Goal of the exercise :: Your response should match the records line for line.

──────────

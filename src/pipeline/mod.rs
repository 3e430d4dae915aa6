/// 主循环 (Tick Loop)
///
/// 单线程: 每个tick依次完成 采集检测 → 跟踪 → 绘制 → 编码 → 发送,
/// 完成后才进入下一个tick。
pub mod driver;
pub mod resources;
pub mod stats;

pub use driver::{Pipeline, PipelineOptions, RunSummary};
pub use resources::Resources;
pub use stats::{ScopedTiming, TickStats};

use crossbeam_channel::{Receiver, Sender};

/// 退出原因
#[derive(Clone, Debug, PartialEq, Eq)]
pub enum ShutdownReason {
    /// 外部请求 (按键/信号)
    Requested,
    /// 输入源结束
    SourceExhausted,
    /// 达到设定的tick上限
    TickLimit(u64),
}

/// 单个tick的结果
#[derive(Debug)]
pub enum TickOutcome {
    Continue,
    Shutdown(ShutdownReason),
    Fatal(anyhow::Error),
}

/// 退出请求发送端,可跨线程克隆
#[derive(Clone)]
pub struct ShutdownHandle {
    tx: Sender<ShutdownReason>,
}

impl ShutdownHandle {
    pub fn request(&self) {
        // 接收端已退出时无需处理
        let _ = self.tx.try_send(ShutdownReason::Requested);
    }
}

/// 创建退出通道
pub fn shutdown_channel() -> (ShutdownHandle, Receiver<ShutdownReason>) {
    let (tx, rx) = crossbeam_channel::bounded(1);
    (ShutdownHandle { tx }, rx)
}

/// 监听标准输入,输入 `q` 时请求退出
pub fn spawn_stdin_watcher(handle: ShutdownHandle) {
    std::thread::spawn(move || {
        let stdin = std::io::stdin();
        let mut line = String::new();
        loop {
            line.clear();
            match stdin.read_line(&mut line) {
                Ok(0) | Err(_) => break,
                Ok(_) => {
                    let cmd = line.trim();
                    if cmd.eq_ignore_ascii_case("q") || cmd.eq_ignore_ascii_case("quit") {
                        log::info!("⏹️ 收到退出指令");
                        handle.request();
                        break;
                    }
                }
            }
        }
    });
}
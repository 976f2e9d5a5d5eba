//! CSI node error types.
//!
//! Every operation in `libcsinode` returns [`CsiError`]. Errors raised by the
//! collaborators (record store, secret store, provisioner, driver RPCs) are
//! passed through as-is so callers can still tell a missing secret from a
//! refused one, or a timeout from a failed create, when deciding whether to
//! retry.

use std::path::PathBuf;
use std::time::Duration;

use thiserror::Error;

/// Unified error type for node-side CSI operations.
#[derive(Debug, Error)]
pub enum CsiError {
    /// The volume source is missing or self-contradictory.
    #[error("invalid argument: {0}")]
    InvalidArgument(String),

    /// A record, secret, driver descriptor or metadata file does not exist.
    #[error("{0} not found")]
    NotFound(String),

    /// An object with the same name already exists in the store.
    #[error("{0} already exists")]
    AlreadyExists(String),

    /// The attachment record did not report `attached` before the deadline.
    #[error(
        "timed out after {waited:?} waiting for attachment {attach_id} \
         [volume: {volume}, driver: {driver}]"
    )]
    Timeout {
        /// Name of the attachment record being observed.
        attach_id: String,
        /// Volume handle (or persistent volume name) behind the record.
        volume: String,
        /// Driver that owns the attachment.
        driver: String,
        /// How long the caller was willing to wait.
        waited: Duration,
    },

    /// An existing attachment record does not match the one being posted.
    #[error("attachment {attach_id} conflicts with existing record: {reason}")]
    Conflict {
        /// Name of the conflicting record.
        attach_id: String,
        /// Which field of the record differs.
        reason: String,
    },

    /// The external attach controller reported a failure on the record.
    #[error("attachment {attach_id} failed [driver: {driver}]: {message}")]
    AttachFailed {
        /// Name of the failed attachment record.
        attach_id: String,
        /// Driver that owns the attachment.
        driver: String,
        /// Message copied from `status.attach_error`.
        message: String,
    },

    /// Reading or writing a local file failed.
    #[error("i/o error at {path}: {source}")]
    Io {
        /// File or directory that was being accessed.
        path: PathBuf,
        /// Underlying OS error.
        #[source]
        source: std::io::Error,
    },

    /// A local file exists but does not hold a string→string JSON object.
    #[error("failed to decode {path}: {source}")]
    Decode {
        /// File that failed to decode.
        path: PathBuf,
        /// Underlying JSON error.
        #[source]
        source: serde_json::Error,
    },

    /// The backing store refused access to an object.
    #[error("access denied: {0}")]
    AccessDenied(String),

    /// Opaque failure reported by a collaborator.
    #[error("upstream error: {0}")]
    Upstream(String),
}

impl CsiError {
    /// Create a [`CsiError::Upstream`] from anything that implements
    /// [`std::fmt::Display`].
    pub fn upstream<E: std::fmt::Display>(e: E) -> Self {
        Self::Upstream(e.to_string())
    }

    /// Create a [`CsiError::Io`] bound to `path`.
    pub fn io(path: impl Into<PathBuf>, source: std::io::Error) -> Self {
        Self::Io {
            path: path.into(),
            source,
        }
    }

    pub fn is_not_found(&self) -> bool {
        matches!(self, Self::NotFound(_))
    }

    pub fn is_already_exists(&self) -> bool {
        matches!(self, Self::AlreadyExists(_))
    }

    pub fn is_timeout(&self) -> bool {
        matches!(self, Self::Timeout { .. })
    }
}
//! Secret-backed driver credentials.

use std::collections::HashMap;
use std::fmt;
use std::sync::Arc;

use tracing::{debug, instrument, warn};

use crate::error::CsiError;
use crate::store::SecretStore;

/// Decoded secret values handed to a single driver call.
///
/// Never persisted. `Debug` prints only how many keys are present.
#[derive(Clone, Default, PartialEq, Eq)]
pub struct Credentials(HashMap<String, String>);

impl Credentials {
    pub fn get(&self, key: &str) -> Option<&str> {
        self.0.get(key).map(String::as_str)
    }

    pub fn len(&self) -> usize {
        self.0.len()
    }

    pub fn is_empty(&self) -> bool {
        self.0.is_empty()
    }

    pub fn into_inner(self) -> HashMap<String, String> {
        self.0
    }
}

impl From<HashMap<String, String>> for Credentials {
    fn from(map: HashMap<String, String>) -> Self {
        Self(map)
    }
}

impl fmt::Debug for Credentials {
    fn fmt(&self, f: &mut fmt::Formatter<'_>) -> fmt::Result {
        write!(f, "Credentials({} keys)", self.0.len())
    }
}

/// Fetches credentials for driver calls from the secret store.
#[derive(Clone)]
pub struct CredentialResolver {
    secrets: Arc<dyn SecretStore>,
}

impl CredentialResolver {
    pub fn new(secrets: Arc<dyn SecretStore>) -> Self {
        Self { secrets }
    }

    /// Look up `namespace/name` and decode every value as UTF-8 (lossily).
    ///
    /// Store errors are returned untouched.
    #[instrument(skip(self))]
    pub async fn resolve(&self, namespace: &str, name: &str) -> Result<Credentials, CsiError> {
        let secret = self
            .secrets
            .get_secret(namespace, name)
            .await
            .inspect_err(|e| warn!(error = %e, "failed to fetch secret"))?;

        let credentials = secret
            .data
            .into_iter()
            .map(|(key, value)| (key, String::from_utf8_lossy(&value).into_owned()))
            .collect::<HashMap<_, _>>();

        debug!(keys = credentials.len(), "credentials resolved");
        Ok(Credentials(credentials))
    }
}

──────────

Reply ::
filename src/pipeline/mod.rs
repository 3e430d4dae915aa6
/// 主循环 (Tick Loop)
///
/// 单线程: 每个tick依次完成 采集检测 → 跟踪 → 绘制 → 编码 → 发送,
/// 完成后才进入下一个tick。
pub mod driver;
pub mod resources;
pub mod stats;

pub use driver::{Pipeline, PipelineOptions, RunSummary};
pub use resources::Resources;
pub use stats::{ScopedTiming, TickStats};

use crossbeam_channel::{Receiver, Sender};

/// 退出原因
#[derive(Clone, Debug, PartialEq, Eq)]
pub enum ShutdownReason {
    /// 外部请求 (按键/信号)
    Requested,
    /// 输入源结束
    SourceExhausted,
    /// 达到设定的tick上限
    TickLimit(u64),
}

/// 单个tick的结果
#[derive(Debug)]
pub enum TickOutcome {
    Continue,
    Shutdown(ShutdownReason),
    Fatal(anyhow::Error),
}

/// 退出请求发送端,可跨线程克隆
#[derive(Clone)]
pub struct ShutdownHandle {
    tx: Sender<ShutdownReason>,
}

impl ShutdownHandle {
    pub fn request(&self) {
        // 接收端已退出时无需处理
        let _ = self.tx.try_send(ShutdownReason::Requested);
    }
}

/// 创建退出通道
pub fn shutdown_channel() -> (ShutdownHandle, Receiver<ShutdownReason>) {
    let (tx, rx) = crossbeam_channel::bounded(1);
    (ShutdownHandle { tx }, rx)
}

/// 监听标准输入,输入 `q` 时请求退出
pub fn spawn_stdin_watcher(handle: ShutdownHandle) {
    std::thread::spawn(move || {
        let stdin = std::io::stdin();
        let mut line = String::new();
        loop {
            line.clear();
            match stdin.read_line(&mut line) {
                Ok(0) | Err(_) => break,
                Ok(_) => {
                    let cmd = line.trim();
                    if cmd.eq_ignore_ascii_case("q") || cmd.eq_ignore_ascii_case("quit") {
                        log::info!("⏹️ 收到退出指令");
                        handle.request();
                        break;
                    }
                }
            }
        }
    });
}
repository 976f2e9d5a5d5eba
//! CSI node error types.
//!
//! Every operation in `libcsinode` returns [`CsiError`]. Errors raised by the
//! collaborators (record store, secret store, provisioner, driver RPCs) are
//! passed through as-is so callers can still tell a missing secret from a
//! refused one, or a timeout from a failed create, when deciding whether to
//! retry.

use std::path::PathBuf;
use std::time::Duration;

use thiserror::Error;

/// Unified error type for node-side CSI operations.
#[derive(Debug, Error)]
pub enum CsiError {
    /// The volume source is missing or self-contradictory.
    #[error("invalid argument: {0}")]
    InvalidArgument(String),

    /// A record, secret, driver descriptor or metadata file does not exist.
    #[error("{0} not found")]
    NotFound(String),

    /// An object with the same name already exists in the store.
    #[error("{0} already exists")]
    AlreadyExists(String),

    /// The attachment record did not report `attached` before the deadline.
    #[error(
        "timed out after {waited:?} waiting for attachment {attach_id} \
         [volume: {volume}, driver: {driver}]"
    )]
    Timeout {
        /// Name of the attachment record being observed.
        attach_id: String,
        /// Volume handle (or persistent volume name) behind the record.
        volume: String,
        /// Driver that owns the attachment.
        driver: String,
        /// How long the caller was willing to wait.
        waited: Duration,
    },

    /// An existing attachment record does not match the one being posted.
    #[error("attachment {attach_id} conflicts with existing record: {reason}")]
    Conflict {
        /// Name of the conflicting record.
        attach_id: String,
        /// Which field of the record differs.
        reason: String,
    },

    /// The external attach controller reported a failure on the record.
    #[error("attachment {attach_id} failed [driver: {driver}]: {message}")]
    AttachFailed {
        /// Name of the failed attachment record.
        attach_id: String,
        /// Driver that owns the attachment.
        driver: String,
        /// Message copied from `status.attach_error`.
        message: String,
    },

    /// Reading or writing a local file failed.
    #[error("i/o error at {path}: {source}")]
    Io {
        /// File or directory that was being accessed.
        path: PathBuf,
        /// Underlying OS error.
        #[source]
        source: std::io::Error,
    },

    /// A local file exists but does not hold a string→string JSON object.
    #[error("failed to decode {path}: {source}")]
    Decode {
        /// File that failed to decode.
        path: PathBuf,
        /// Underlying JSON error.
        #[source]
        source: serde_json::Error,
    },

    /// The backing store refused access to an object.
    #[error("access denied: {0}")]
    AccessDenied(String),

    /// Opaque failure reported by a collaborator.
    #[error("upstream error: {0}")]
    Upstream(String),
}

impl CsiError {
    /// Create a [`CsiError::Upstream`] from anything that implements
    /// [`std::fmt::Display`].
    pub fn upstream<E: std::fmt::Display>(e: E) -> Self {
        Self::Upstream(e.to_string())
    }

    /// Create a [`CsiError::Io`] bound to `path`.
    pub fn io(path: impl Into<PathBuf>, source: std::io::Error) -> Self {
        Self::Io {
            path: path.into(),
            source,
        }
    }

    pub fn is_not_found(&self) -> bool {
        matches!(self, Self::NotFound(_))
    }

    pub fn is_already_exists(&self) -> bool {
        matches!(self, Self::AlreadyExists(_))
    }

    pub fn is_timeout(&self) -> bool {
        matches!(self, Self::Timeout { .. })
    }
}
//! Secret-backed driver credentials.

use std::collections::HashMap;
use std::fmt;
use std::sync::Arc;

use tracing::{debug, instrument, warn};

use crate::error::CsiError;
use crate::store::SecretStore;

/// Decoded secret values handed to a single driver call.
///
/// Never persisted. `Debug` prints only how many keys are present.
#[derive(Clone, Default, PartialEq, Eq)]
pub struct Credentials(HashMap<String, String>);

impl Credentials {
    pub fn get(&self, key: &str) -> Option<&str> {
        self.0.get(key).map(String::as_str)
    }

    pub fn len(&self) -> usize {
        self.0.len()
    }

    pub fn is_empty(&self) -> bool {
        self.0.is_empty()
    }

    pub fn into_inner(self) -> HashMap<String, String> {
        self.0
    }
}

impl From<HashMap<String, String>> for Credentials {
    fn from(map: HashMap<String, String>) -> Self {
        Self(map)
    }
}

impl fmt::Debug for Credentials {
    fn fmt(&self, f: &mut fmt::Formatter<'_>) -> fmt::Result {
        write!(f, "Credentials({} keys)", self.0.len())
    }
}

/// Fetches credentials for driver calls from the secret store.
#[derive(Clone)]
pub struct CredentialResolver {
    secrets: Arc<dyn SecretStore>,
}

impl CredentialResolver {
    pub fn new(secrets: Arc<dyn SecretStore>) -> Self {
        Self { secrets }
    }

    /// Look up `namespace/name` and decode every value as UTF-8 (lossily).
    ///
    /// Store errors are returned untouched.
    #[instrument(skip(self))]
    pub async fn resolve(&self, namespace: &str, name: &str) -> Result<Credentials, CsiError> {
        let secret = self
            .secrets
            .get_secret(namespace, name)
            .await
            .inspect_err(|e| warn!(error = %e, "failed to fetch secret"))?;

        let credentials = secret
            .data
            .into_iter()
            .map(|(key, value)| (key, String::from_utf8_lossy(&value).into_owned()))
            .collect::<HashMap<_, _>>();

        debug!(keys = credentials.len(), "credentials resolved");
        Ok(Credentials(credentials))
    }
}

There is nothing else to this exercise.